To be able to effectively implement a smart practice, National Societies need a set of enabling factors. These enabling factors will allow National Societies to prioritize migration, among other competing priorities. The study presents 13 examples of smart operational enablers.

Drivers of migration

This report considers a migrant to be any type of vulnerable migrant.

In order to capture the full extent of humanitarian concerns related to migration, the description of migrants is deliberately broad: migrants are persons who leave or flee their habitual residence to go to new places – usually abroad – to seek opportunities or safer and better prospects. Migration can be voluntary or involuntary, but most of the time a combination of choices and constraints is involved.
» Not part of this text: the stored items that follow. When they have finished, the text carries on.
//! Failsafe supervisor.
//!
//! Overrides the allocator's self entry when the node can no longer trust
//! its view of the group: every joined peer has gone silent, or the local
//! sensors themselves are not reporting. A single offline peer never
//! engages the failsafe — the allocator already reserves its assumed draw.

use crate::config::{FailsafeMode, GroupConfig};
use crate::models::allocation::amps_to_da;

#[derive(Debug, Clone, Copy, PartialEq, Eq)]
pub struct FailsafeVerdict {
    pub active: bool,
    /// Self-allocation after any override, in deci-amps
    pub self_target_da: i64,
}

/// Evaluate the failsafe rules against the allocator's self entry.
///
/// `budget_da` is `group_max_current_a × safety_factor` on the grid;
/// `joined`/`offline` count joined peers (self excluded); `self_status_ok`
/// is whether the local charge controller is reporting valid readings.
pub fn evaluate(
    config: &GroupConfig,
    budget_da: i64,
    joined: usize,
    offline: usize,
    self_status_ok: bool,
    allocator_self_da: i64,
) -> FailsafeVerdict {
    // A group of one shares with nobody: the whole permitted budget is ours
    // and there is no peer view to distrust.
    if joined == 0 {
        return FailsafeVerdict {
            active: false,
            self_target_da: budget_da,
        };
    }

    let engaged = offline == joined || !self_status_ok;
    if !engaged {
        return FailsafeVerdict {
            active: false,
            self_target_da: allocator_self_da,
        };
    }

    let self_target_da = match config.failsafe_mode {
        FailsafeMode::Disable => 0,
        FailsafeMode::SafeCurrent => {
            amps_to_da(config.failsafe_safe_current_a).min(allocator_self_da)
        }
    };

    FailsafeVerdict {
        active: true,
        self_target_da,
    }
}
//! Enforcement bridge to the local charging hardware.
//!
//! The bridge translates the allocator/failsafe output into the two values
//! the charge controller consumes: a power cap for the local node and the
//! observed draw of the rest of the group ("other load"). Emissions are
//! rate-limited so small measurement jitter does not thrash the hardware
//! interface; a failsafe transition always goes through.

use std::sync::{Arc, Mutex};
use std::time::Duration;

use tracing::{debug, info};

use crate::models::status::EvseStatus;
use crate::models::StatusDelta;
use crate::state::AppState;

/// Assumed grid voltage when nobody reports a measurement.
pub const NOMINAL_VOLTAGE: f64 = 240.0;

/// Minimum change worth forwarding: 0.5 A-equivalent at nominal voltage.
pub const EMIT_THRESHOLD_W: f64 = 0.5 * NOMINAL_VOLTAGE;

/// The local charge controller, an external collaborator.
///
/// `status` reads the node's own sensors; `None` means the controller is
/// not reporting, which engages the failsafe. `apply_limits` feeds the
/// power cap and the group's other load to the hardware.
pub trait EvseDriver: Send + Sync {
    fn status(&self) -> Option<EvseStatus>;
    fn apply_limits(&self, max_power_w: f64, live_power_w: f64);
}

/// Voltage selection: the entity's own reading when positive, else the
/// local measurement, else nominal.
pub fn select_voltage(reported: f64, local: f64) -> f64 {
    if reported > 0.0 {
        reported
    } else if local > 0.0 {
        local
    } else {
        NOMINAL_VOLTAGE
    }
}

#[derive(Debug, Clone, Copy)]
struct Emission {
    max_power_w: f64,
    live_power_w: f64,
    failsafe: bool,
}

pub struct EnforcementBridge {
    driver: Arc<dyn EvseDriver>,
    last: Mutex<Option<Emission>>,
}

impl EnforcementBridge {
    pub fn new(driver: Arc<dyn EvseDriver>) -> Self {
        Self {
            driver,
            last: Mutex::new(None),
        }
    }

    /// Forward the pair to the driver if it moved enough to matter.
    /// Returns whether an emission happened.
    pub fn emit(&self, max_power_w: f64, live_power_w: f64, failsafe: bool) -> bool {
        let mut last = self.last.lock().unwrap();

        let should = match *last {
            None => true,
            Some(prev) => {
                prev.failsafe != failsafe
                    || (prev.max_power_w - max_power_w).abs() >= EMIT_THRESHOLD_W
                    || (prev.live_power_w - live_power_w).abs() >= EMIT_THRESHOLD_W
            }
        };

        if should {
            if let Some(prev) = *last {
                if prev.failsafe != failsafe {
                    info!("failsafe {}", if failsafe { "engaged" } else { "cleared" });
                }
            }
            self.driver.apply_limits(max_power_w, live_power_w);
            *last = Some(Emission {
                max_power_w,
                live_power_w,
                failsafe,
            });
        }
        should
    }
}

/// Own-status publisher: polls the local driver, stamps the current config
/// fingerprint, and broadcasts delta frames to `/ws` subscribers. A change
/// in our own demand also re-runs the allocator.
pub async fn run_self_monitor(state: AppState) {
    let mut shutdown = state.shutdown.clone();
    let mut tick = tokio::time::interval(Duration::from_secs(1));

    loop {
        tokio::select! {
            _ = shutdown.changed() => break,
            _ = tick.tick() => {}
        }

        let (version, hash) = state.fingerprint().await;
        let next = state.driver.status().map(|mut status| {
            status.id = Some(state.node.device_id.clone());
            status.config_version = version;
            status.config_hash = hash;
            status
        });

        let mut current = state.self_status.write().await;
        if *current == next {
            continue;
        }

        if let (Some(old), Some(new)) = (current.as_ref(), next.as_ref()) {
            let delta = StatusDelta::diff(old, new);
            if !delta.is_empty() {
                if let Ok(frame) = serde_json::to_string(&delta) {
                    let _ = state.status_tx.send(frame);
                }
            }
        } else if next.is_none() {
            debug!("local charge controller stopped reporting");
        }

        *current = next;
        drop(current);
        state.alloc_notify.notify_one();
    }
}

/// In-memory charge controller used by the default binary and by tests.
#[derive(Default)]
pub struct SimulatedEvse {
    inner: Mutex<SimInner>,
}

#[derive(Default)]
struct SimInner {
    status: Option<EvseStatus>,
    applied: Option<(f64, f64)>,
}

impl SimulatedEvse {
    pub fn new(status: Option<EvseStatus>) -> Self {
        Self {
            inner: Mutex::new(SimInner {
                status,
                applied: None,
            }),
        }
    }

    pub fn set_status(&self, status: Option<EvseStatus>) {
        self.inner.lock().unwrap().status = status;
    }

    /// The last `(max_power_w, live_power_w)` pair applied, if any.
    pub fn last_applied(&self) -> Option<(f64, f64)> {
        self.inner.lock().unwrap().applied
    }
}

impl EvseDriver for SimulatedEvse {
    fn status(&self) -> Option<EvseStatus> {
        self.inner.lock().unwrap().status.clone()
    }

    fn apply_limits(&self, max_power_w: f64, live_power_w: f64) {
        self.inner.lock().unwrap().applied = Some((max_power_w, live_power_w));
    }
}

#[cfg(test)]
mod tests {
    use super::*;

    #[test]
    fn voltage_priority_order() {
        assert_eq!(select_voltage(229.5, 240.2), 229.5);
        assert_eq!(select_voltage(0.0, 240.2), 240.2);
        assert_eq!(select_voltage(0.0, 0.0), NOMINAL_VOLTAGE);
        assert_eq!(select_voltage(-1.0, 0.0), NOMINAL_VOLTAGE);
    }

    #[test]
    fn small_changes_are_suppressed() {
        let driver = Arc::new(SimulatedEvse::default());
        let bridge = EnforcementBridge::new(driver.clone());

        assert!(bridge.emit(6000.0, 2000.0, false));
        assert_eq!(driver.last_applied(), Some((6000.0, 2000.0)));

        // Under 120 W of movement on both values: no emission
        assert!(!bridge.emit(6050.0, 2080.0, false));
        assert_eq!(driver.last_applied(), Some((6000.0, 2000.0)));

        // Live load alone moving past the threshold emits
        assert!(bridge.emit(6050.0, 2200.0, false));
        assert_eq!(driver.last_applied(), Some((6050.0, 2200.0)));
    }

    #[test]
    fn failsafe_transition_always_emits() {
        let driver = Arc::new(SimulatedEvse::default());
        let bridge = EnforcementBridge::new(driver.clone());

        bridge.emit(6000.0, 2000.0, false);
        assert!(bridge.emit(6000.0, 2000.0, true));
        assert!(bridge.emit(6000.0, 2000.0, false));
        assert!(!bridge.emit(6000.0, 2000.0, false));
    }
}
Thus, this report includes, among others, labour migrants, stateless migrants, and migrants deemed irregular by public authorities. It also concerns refugees and asylum seekers. The figure below provides a graphical illustration of some of the types of vulnerable migrant considered in this report.

1 Vulnerability is fluid and non-vulnerable migrants can become vulnerable. For example, a student could become vulnerable in the event of the outbreak of conflict.
2 Protection under the 1951 Refugee Convention and 1967 protocol does not include persons fleeing from urban violence. However, protection under the Cartagena Declaration on Refugees expands the definition of a refugee to include persons who have fled their country because their lives, safety or freedom have been threatened by generalized violence, foreign aggression, internal conflicts, massive violation of human rights or other circumstances which have seriously disturbed public order.

Drivers of migration

People migrate in pursuit of a better life for themselves and their families.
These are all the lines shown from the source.